(Stored entries)
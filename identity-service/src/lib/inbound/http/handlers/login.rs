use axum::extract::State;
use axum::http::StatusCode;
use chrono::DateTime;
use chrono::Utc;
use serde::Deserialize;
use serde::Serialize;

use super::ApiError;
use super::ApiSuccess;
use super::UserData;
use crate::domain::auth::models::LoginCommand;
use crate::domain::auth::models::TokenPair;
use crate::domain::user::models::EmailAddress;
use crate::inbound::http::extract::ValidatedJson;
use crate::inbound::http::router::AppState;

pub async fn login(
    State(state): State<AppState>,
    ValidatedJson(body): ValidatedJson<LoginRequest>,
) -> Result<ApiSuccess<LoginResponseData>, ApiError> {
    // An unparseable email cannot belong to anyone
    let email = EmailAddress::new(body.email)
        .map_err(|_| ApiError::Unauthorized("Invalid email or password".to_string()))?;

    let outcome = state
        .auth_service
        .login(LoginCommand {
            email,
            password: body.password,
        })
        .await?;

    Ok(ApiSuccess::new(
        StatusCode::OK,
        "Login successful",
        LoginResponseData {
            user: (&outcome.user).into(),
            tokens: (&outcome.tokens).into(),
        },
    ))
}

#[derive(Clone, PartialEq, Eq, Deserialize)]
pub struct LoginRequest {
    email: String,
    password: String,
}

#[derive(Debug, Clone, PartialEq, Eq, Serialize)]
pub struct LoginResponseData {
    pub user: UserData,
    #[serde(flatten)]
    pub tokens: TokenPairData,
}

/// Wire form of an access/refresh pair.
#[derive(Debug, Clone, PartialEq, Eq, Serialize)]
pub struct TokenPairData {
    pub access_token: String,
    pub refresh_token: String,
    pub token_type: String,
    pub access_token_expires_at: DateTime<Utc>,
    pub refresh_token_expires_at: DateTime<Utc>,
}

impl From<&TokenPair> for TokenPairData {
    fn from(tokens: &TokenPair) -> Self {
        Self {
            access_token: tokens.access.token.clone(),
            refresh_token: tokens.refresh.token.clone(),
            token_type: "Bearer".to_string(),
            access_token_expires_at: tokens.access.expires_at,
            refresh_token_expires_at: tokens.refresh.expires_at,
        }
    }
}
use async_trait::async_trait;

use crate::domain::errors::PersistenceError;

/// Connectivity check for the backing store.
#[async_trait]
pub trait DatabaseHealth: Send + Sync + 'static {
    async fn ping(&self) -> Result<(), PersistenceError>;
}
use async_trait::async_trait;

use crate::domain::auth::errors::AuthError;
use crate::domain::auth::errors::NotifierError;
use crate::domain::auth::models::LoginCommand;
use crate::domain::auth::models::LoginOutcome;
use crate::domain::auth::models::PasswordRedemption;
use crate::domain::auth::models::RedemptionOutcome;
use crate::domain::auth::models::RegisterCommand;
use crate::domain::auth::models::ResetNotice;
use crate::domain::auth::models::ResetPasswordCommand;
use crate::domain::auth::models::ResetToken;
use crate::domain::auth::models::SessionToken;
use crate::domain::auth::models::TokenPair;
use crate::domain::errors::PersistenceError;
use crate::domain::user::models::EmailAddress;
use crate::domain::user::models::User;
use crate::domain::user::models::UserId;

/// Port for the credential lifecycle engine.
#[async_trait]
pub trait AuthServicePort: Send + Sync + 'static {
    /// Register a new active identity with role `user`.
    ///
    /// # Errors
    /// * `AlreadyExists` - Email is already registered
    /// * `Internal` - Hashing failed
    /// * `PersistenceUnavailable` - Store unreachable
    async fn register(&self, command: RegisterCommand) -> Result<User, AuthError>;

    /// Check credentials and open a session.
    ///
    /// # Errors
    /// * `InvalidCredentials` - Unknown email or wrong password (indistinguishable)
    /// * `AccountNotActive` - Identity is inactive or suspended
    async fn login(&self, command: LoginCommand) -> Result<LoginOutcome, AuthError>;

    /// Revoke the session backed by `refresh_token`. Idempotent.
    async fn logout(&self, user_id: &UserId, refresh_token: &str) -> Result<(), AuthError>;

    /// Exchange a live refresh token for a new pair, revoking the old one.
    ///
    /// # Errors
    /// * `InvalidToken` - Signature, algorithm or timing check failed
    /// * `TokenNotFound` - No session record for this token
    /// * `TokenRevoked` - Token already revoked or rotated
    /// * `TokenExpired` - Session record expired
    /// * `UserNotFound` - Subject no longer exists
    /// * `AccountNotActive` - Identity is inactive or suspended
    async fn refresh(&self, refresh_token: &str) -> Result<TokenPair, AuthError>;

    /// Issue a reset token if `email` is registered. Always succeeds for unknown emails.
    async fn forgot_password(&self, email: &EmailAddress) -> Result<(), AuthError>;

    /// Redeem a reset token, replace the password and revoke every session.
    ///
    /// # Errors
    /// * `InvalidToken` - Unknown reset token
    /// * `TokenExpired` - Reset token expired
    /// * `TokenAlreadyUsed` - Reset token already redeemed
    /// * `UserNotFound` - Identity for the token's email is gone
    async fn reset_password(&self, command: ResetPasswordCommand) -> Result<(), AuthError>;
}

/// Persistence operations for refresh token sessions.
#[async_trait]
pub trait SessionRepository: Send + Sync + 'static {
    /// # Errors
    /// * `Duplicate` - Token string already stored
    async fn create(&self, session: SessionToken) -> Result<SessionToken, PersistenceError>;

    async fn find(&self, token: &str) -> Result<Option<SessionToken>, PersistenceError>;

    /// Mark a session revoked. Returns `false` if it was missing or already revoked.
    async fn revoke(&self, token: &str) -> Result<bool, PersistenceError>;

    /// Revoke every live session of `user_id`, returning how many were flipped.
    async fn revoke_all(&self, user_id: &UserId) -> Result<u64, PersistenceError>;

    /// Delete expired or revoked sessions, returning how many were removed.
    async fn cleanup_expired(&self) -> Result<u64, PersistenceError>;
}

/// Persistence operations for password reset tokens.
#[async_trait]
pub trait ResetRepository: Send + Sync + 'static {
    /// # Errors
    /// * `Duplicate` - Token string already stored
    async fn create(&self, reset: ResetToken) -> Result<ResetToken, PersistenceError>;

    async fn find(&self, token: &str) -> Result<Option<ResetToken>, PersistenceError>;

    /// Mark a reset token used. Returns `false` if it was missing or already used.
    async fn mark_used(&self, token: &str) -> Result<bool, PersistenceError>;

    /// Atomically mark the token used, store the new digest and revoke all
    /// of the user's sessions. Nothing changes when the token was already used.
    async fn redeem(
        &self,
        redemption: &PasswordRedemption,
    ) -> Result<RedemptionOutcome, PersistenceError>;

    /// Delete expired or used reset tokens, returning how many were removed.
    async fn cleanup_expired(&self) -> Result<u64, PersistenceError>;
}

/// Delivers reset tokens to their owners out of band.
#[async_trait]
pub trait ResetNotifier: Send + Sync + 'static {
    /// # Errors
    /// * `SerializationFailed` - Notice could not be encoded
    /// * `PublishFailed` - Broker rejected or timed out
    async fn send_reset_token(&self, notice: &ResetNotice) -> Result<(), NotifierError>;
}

---

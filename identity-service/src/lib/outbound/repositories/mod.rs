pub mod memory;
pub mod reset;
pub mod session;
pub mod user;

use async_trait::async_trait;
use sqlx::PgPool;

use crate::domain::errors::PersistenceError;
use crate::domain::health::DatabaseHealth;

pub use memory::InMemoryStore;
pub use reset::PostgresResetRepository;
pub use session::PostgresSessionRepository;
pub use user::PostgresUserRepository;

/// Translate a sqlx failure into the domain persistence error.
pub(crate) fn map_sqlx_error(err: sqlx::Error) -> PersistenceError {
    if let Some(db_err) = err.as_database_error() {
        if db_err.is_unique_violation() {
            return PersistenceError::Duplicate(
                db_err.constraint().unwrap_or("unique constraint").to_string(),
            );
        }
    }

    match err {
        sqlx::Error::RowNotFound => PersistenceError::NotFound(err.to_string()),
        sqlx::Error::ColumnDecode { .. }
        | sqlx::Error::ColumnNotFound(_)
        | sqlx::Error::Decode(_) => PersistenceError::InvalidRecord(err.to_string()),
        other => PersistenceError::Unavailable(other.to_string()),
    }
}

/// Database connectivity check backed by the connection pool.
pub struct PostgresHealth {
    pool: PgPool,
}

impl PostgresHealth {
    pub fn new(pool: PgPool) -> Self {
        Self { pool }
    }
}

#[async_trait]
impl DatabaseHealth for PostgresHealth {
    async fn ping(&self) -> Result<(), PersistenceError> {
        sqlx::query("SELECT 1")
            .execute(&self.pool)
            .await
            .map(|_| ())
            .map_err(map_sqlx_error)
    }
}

==

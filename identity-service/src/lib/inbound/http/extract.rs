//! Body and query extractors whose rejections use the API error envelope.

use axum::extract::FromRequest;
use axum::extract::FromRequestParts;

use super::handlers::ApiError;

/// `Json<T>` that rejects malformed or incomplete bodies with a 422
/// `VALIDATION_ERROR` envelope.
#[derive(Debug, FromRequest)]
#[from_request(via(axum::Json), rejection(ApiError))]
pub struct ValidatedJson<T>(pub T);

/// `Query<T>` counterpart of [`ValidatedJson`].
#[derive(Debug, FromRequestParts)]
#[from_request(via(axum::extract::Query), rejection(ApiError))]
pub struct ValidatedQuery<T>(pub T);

Exercise directions: Going through the entries, return every line holding the word "missing".

Expected output:
    /// Mark a session revoked. Returns `false` if it was missing or already revoked.
    /// Mark a reset token used. Returns `false` if it was missing or already used.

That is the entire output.